§ Work order: From the entries below, work out the number of lines that hold the word "relaxation", and give that number alone.

§ Data to use:
-.-.-

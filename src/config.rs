use crate::ir::ShapeKind;
use crate::theme::Theme;
use serde::{Deserialize, Serialize};
use std::collections::BTreeMap;
use std::path::Path;

#[derive(Debug, Clone, Copy, PartialEq, Eq, Serialize, Deserialize, Default)]
#[serde(rename_all = "snake_case")]
pub enum SolverKind {
    /// Force relaxation with a fixed iteration budget.
    #[default]
    Relax,
    /// Backtracking search over tangent positions.
    Tangent,
    /// Tangent search for small inputs, relaxation otherwise.
    Auto,
}

#[derive(Debug, Clone, Copy, PartialEq, Eq, Serialize, Deserialize, Default)]
#[serde(rename_all = "snake_case")]
pub enum TangentAnchor {
    #[default]
    Center,
    TopLeft,
}

#[derive(Debug, Clone, Copy, PartialEq, Eq, Serialize, Deserialize, Default)]
#[serde(rename_all = "snake_case")]
pub enum Shading {
    #[default]
    Flat,
    /// Radial highlight that gives shapes a lit, three-dimensional look.
    Gradient,
}

#[derive(Debug, Clone, Serialize, Deserialize)]
#[serde(default, rename_all = "camelCase")]
pub struct CanvasConfig {
    pub width: f32,
    pub height: f32,
    /// Strip reserved at the top for a title or legend.
    pub top_margin: f32,
}

impl Default for CanvasConfig {
    fn default() -> Self {
        Self {
            width: 600.0,
            height: 600.0,
            top_margin: 40.0,
        }
    }
}

#[derive(Debug, Clone, Serialize, Deserialize)]
#[serde(default, rename_all = "camelCase")]
pub struct SizingConfig {
    pub min_size: f32,
    pub max_size: f32,
    /// `max_size` is additionally capped at `canvas.height / max_height_ratio`.
    pub max_height_ratio: f32,
    pub fill_ratio: f32,
    /// Values whose range is below this fraction of the maximum get boosted.
    pub spread_threshold: f32,
    pub spread_factor: f32,
}

impl Default for SizingConfig {
    fn default() -> Self {
        Self {
            min_size: 20.0,
            max_size: 200.0,
            max_height_ratio: 2.5,
            fill_ratio: 0.5,
            spread_threshold: 0.3,
            spread_factor: 0.7,
        }
    }
}

#[derive(Debug, Clone, Serialize, Deserialize)]
#[serde(default, rename_all = "camelCase")]
pub struct RelaxConfig {
    pub iterations: usize,
    pub center_strength: f32,
    pub group_strength: f32,
    /// Group anchors sit on a circle of this fraction of the shorter canvas side.
    pub group_radius_ratio: f32,
    pub collide_strength: f32,
    pub collide_padding: f32,
    pub velocity_decay: f32,
    pub pin_largest: bool,
    pub cluster_groups: bool,
}

impl Default for RelaxConfig {
    fn default() -> Self {
        Self {
            iterations: 300,
            center_strength: 0.02,
            group_strength: 0.08,
            group_radius_ratio: 0.28,
            collide_strength: 0.8,
            collide_padding: 2.0,
            velocity_decay: 0.4,
            pin_largest: true,
            cluster_groups: true,
        }
    }
}

#[derive(Debug, Clone, Serialize, Deserialize)]
#[serde(default, rename_all = "camelCase")]
pub struct TangentConfig {
    /// `SolverKind::Auto` switches to relaxation above this many items.
    pub max_items: usize,
    pub angle_steps: usize,
    /// Largest accepted overlap as a fraction of the smaller shape's area.
    pub overlap_threshold: f32,
    pub anchor: TangentAnchor,
    pub max_drops: usize,
    /// Candidate evaluations allowed per attempt before giving up.
    pub step_budget: usize,
}

impl Default for TangentConfig {
    fn default() -> Self {
        Self {
            max_items: 20,
            angle_steps: 24,
            overlap_threshold: 0.12,
            anchor: TangentAnchor::Center,
            max_drops: 3,
            step_budget: 20_000,
        }
    }
}

#[derive(Debug, Clone, Copy, Serialize, Deserialize)]
#[serde(default, rename_all = "camelCase")]
pub struct ShapeThresholds {
    pub circle: f32,
    pub square: f32,
    pub triangle: f32,
}

impl ShapeThresholds {
    pub fn for_shape(&self, shape: ShapeKind) -> f32 {
        match shape {
            ShapeKind::Circle => self.circle,
            ShapeKind::Square => self.square,
            ShapeKind::Triangle => self.triangle,
        }
    }
}

impl Default for ShapeThresholds {
    fn default() -> Self {
        Self {
            circle: 30.0,
            square: 30.0,
            triangle: 70.0,
        }
    }
}

#[derive(Debug, Clone, Serialize, Deserialize)]
#[serde(default, rename_all = "camelCase")]
pub struct LabelConfig {
    /// Below these sizes labels go outside the shape.
    pub small: ShapeThresholds,
    /// Icons are drawn only at or above these sizes.
    pub icon: ShapeThresholds,
    pub icon_fraction: f32,
    pub inner_padding: f32,
    pub line_gap: f32,
    pub max_category_lines: usize,
    pub external_max_width: f32,
    pub external_max_lines: usize,
    pub external_gap: f32,
    pub connectors: bool,
    pub chip_padding: f32,
    pub compact_numbers: bool,
    pub show_category: bool,
}

impl Default for LabelConfig {
    fn default() -> Self {
        Self {
            small: ShapeThresholds::default(),
            icon: ShapeThresholds {
                circle: 60.0,
                square: 60.0,
                triangle: 110.0,
            },
            icon_fraction: 0.3,
            inner_padding: 0.85,
            line_gap: 2.0,
            max_category_lines: 3,
            external_max_width: 160.0,
            external_max_lines: 2,
            external_gap: 6.0,
            connectors: true,
            chip_padding: 3.0,
            compact_numbers: true,
            show_category: true,
        }
    }
}

#[derive(Debug, Clone, Serialize, Deserialize)]
#[serde(default, rename_all = "camelCase")]
pub struct ErrorConfig {
    pub width: f32,
    pub height: f32,
    pub text_size: f32,
}

impl Default for ErrorConfig {
    fn default() -> Self {
        Self {
            width: 600.0,
            height: 120.0,
            text_size: 14.0,
        }
    }
}

#[derive(Debug, Clone, Serialize, Deserialize)]
#[serde(default, rename_all = "camelCase")]
pub struct LayoutConfig {
    pub shape: ShapeKind,
    pub canvas: CanvasConfig,
    pub solver: SolverKind,
    pub shading: Shading,
    /// Skip font lookup and use the character-count heuristic.
    pub fast_text_metrics: bool,
    pub sizing: SizingConfig,
    pub relax: RelaxConfig,
    pub tangent: TangentConfig,
    pub labels: LabelConfig,
    pub error: ErrorConfig,
}

impl Default for LayoutConfig {
    fn default() -> Self {
        Self {
            shape: ShapeKind::Circle,
            canvas: CanvasConfig::default(),
            solver: SolverKind::Relax,
            shading: Shading::Flat,
            fast_text_metrics: false,
            sizing: SizingConfig::default(),
            relax: RelaxConfig::default(),
            tangent: TangentConfig::default(),
            labels: LabelConfig::default(),
            error: ErrorConfig::default(),
        }
    }
}

#[derive(Debug, Clone, Serialize, Deserialize)]
#[serde(default, rename_all = "camelCase")]
pub struct RenderConfig {
    pub width: f32,
    pub height: f32,
    pub background: String,
}

impl Default for RenderConfig {
    fn default() -> Self {
        Self {
            width: 600.0,
            height: 600.0,
            background: "#FFFFFF".to_string(),
        }
    }
}

#[derive(Debug, Clone, Serialize, Deserialize)]
pub struct Config {
    pub theme: Theme,
    pub layout: LayoutConfig,
    pub render: RenderConfig,
}

impl Default for Config {
    fn default() -> Self {
        let theme = Theme::classic();
        let render = RenderConfig {
            background: theme.background.clone(),
            ..Default::default()
        };
        Self {
            theme,
            layout: LayoutConfig::default(),
            render,
        }
    }
}

#[derive(Debug, Default, Deserialize)]
#[serde(rename_all = "camelCase")]
struct ThemeVariables {
    font_family: Option<String>,
    value_font_size: Option<f32>,
    value_font_weight: Option<u16>,
    label_font_size: Option<f32>,
    label_font_weight: Option<u16>,
    external_font_size: Option<f32>,
    min_font_size: Option<f32>,
    text_color: Option<String>,
    light_text_color: Option<String>,
    stroke_color: Option<String>,
    background: Option<String>,
    palette: Option<Vec<String>>,
    group_colors: Option<BTreeMap<String, String>>,
}

#[derive(Debug, Deserialize)]
#[serde(rename_all = "camelCase")]
struct ConfigFile {
    theme: Option<String>,
    theme_variables: Option<ThemeVariables>,
    layout: Option<LayoutConfig>,
    render: Option<RenderConfig>,
}

pub fn load_config(path: Option<&Path>) -> anyhow::Result<Config> {
    let mut config = Config::default();
    let Some(path) = path else {
        return Ok(config);
    };

    let contents = std::fs::read_to_string(path)?;
    let parsed: ConfigFile = serde_json::from_str(&contents)?;

    if let Some(theme_name) = parsed.theme.as_deref() {
        match theme_name {
            "modern" => config.theme = Theme::modern(),
            "classic" | "default" => config.theme = Theme::classic(),
            other => tracing::warn!(theme = other, "unknown theme name; keeping default"),
        }
    }

    if let Some(vars) = parsed.theme_variables {
        apply_theme_variables(&mut config.theme, vars);
    }
    if let Some(layout) = parsed.layout {
        config.layout = layout;
    }
    if let Some(render) = parsed.render {
        config.render = render;
    } else {
        config.render.background = config.theme.background.clone();
    }

    Ok(config)
}

fn apply_theme_variables(theme: &mut Theme, vars: ThemeVariables) {
    if let Some(v) = vars.font_family {
        theme.font_family = v;
    }
    if let Some(v) = vars.value_font_size {
        theme.value_font_size = v;
    }
    if let Some(v) = vars.value_font_weight {
        theme.value_font_weight = v;
    }
    if let Some(v) = vars.label_font_size {
        theme.label_font_size = v;
    }
    if let Some(v) = vars.label_font_weight {
        theme.label_font_weight = v;
    }
    if let Some(v) = vars.external_font_size {
        theme.external_font_size = v;
    }
    if let Some(v) = vars.min_font_size {
        theme.min_font_size = v;
    }
    if let Some(v) = vars.text_color {
        theme.text_color = v;
    }
    if let Some(v) = vars.light_text_color {
        theme.light_text_color = v;
    }
    if let Some(v) = vars.stroke_color {
        theme.stroke_color = v;
    }
    if let Some(v) = vars.background {
        theme.background = v;
    }
    if let Some(v) = vars.palette
        && !v.is_empty()
    {
        theme.palette = v;
    }
    if let Some(v) = vars.group_colors {
        theme.group_colors.extend(v);
    }
}

#[cfg(test)]
mod tests {
    use super::*;
    use std::io::Write;

    #[test]
    fn missing_path_yields_defaults() {
        let config = load_config(None).expect("defaults");
        assert_eq!(config.layout.solver, SolverKind::Relax);
        assert_eq!(config.layout.sizing.fill_ratio, 0.5);
        assert_eq!(config.render.background, config.theme.background);
    }

    #[test]
    fn partial_sections_merge_onto_defaults() {
        let dir = std::env::temp_dir().join(format!("apack-config-{}", std::process::id()));
        std::fs::create_dir_all(&dir).expect("temp dir");
        let path = dir.join("config.json");
        let mut file = std::fs::File::create(&path).expect("create");
        write!(
            file,
            r##"{{
                "theme": "modern",
                "themeVariables": {{"valueFontSize": 18, "groupColors": {{"Asia": "#FF0000"}}}},
                "layout": {{"shape": "triangle", "solver": "auto", "sizing": {{"fillRatio": 0.4}}}}
            }}"##
        )
        .expect("write");

        let config = load_config(Some(&path)).expect("config");
        assert_eq!(config.layout.shape, ShapeKind::Triangle);
        assert_eq!(config.layout.solver, SolverKind::Auto);
        assert_eq!(config.layout.sizing.fill_ratio, 0.4);
        assert_eq!(config.layout.sizing.min_size, 20.0);
        assert_eq!(config.theme.value_font_size, 18.0);
        assert_eq!(config.theme.group_colors.get("Asia").map(String::as_str), Some("#FF0000"));
        assert_eq!(config.theme.font_family, Theme::modern().font_family);
        let _ = std::fs::remove_dir_all(&dir);
    }

    #[test]
    fn thresholds_follow_shape() {
        let labels = LabelConfig::default();
        assert_eq!(labels.small.for_shape(ShapeKind::Triangle), 70.0);
        assert_eq!(labels.small.for_shape(ShapeKind::Circle), 30.0);
    }
}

-.-.-

§ Solution to this exercise: 3